At Antalya we wandered all over the bus station asking for a bus to Finike. "No, you want to go Demre," one ticket agent corrected us and then pointed us in a direction to buy the appropriate tickets. Bizarrely enough, no one seemed to want to sell us tickets. They kept pointing in vague directions, until finally one old man took pity on us and took us to a small mini-bus.
"Wait here," he said. He then proceeded to negotiate a ride for us with the driver. For 15 Lira. Kirsty and I were both really reluctant to let him help us because we assumed it would mean another 5 Lira for him. He turned back to us and said, "OK, in half hour, he take you to Demre." Then he walked past us, and for all intensive purposes, into the sunrise.
So we sat and waited, vaguely aware of things going on around us. Half an hour later the driver beckoned to us.
Comfortably settled, Kirsty consulted The Book and said, "hmm, they say it'll take 2-3 hours to get to Demre."
"So we've got plenty of time," I mumbled. Then the bus took off.
Actually, that term is a little misleading. It implies decisiveness, swiftness, speed. We trundled along Antalya's main drag at an embarrassing 20km/hr. At first I thought maybe the bus was broken, and that this was as fast as we could go. I was not happy with this thought. Then the driver turned into a residential area with budget hotels and then I thought he's selling us to a bordello. I was not happy with this thought either and dismissed it as fantasy. Sure enough, he turned back on the main road, still slow and steady. We went for a bit and then I heard once more the click of a turn signal.

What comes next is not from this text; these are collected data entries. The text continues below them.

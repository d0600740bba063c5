//! PulseWave core: signaling dispatch, room state, and adaptive bitrate
//! control for a selective-forwarding-unit client.
//!
//! This crate owns the four pillars described in its design notes: the
//! message dispatch/handler registry ([`handlers`]), the participant/track
//! state model ([`room`], [`participant`], [`track`], [`call`]), the
//! adaptive bitrate control loop ([`quality`], [`bitrate`]), and admission
//! infrastructure ([`ratelimit`], [`error`]). The WebRTC transport, the
//! WebSocket carrier, and capture devices are external collaborators
//! represented only by their trait interfaces ([`transport`], [`carrier`]).

pub mod bitrate;
pub mod call;
pub mod carrier;
pub mod emitter;
pub mod error;
pub mod handlers;
pub mod participant;
pub mod protocol;
pub mod quality;
pub mod ratelimit;
pub mod room;
pub mod track;
pub mod transport;

pub use error::{DomainError, DomainErrorJson};
pub use handlers::{build_default_registry, HandlerContext, HandlerRegistry, MessageHandler};
pub use protocol::PulseEvent;
pub use room::RoomState;
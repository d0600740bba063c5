//! Carrier collaborator interface.
//!
//! Spec.md §1 treats the physical WebSocket carrier as an external
//! collaborator "delivering ordered, reliable, framed messages in both
//! directions." Grounded in the teacher's `signal_tx: mpsc::Sender<ServerEvent>`
//! field on `server/src/voice/peer.rs::Peer` — here generalized to a trait
//! so this crate depends only on the contract, not on `tokio-tungstenite`.

use async_trait::async_trait;
use serde_json::Value;

use crate::error::DomainError;

/// An outbound framed send (spec.md §5, suspension point 3).
#[async_trait]
pub trait Carrier: Send + Sync {
    async fn send(&self, frame: Value) -> Result<(), DomainError>;
}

We turned onto a dirt road completely invisible from the rest of the city. Kirsty looked at me and I knew she was thinking the same thing: This may be the last time we look upon each other before being sold into the human slave trade. I gripped Kirsty's hand and began to look around the bus for escape routes, remembering how to really punch a guy so as to make it count. I figured they wouldn't be able to chase us because they wouldn't have the lung capacity, smoking like chimneys.
Really, what he wanted was a tea break. Silly us, how could we have forgotten the all too demanding and pressing need of tea?
It was also made clear to us, once tea was had, that our bus was not broken. He was just trawling for more passengers. But when an hour passed at 20km/hr I was tempted to tell him I would make up the difference if he would just go already!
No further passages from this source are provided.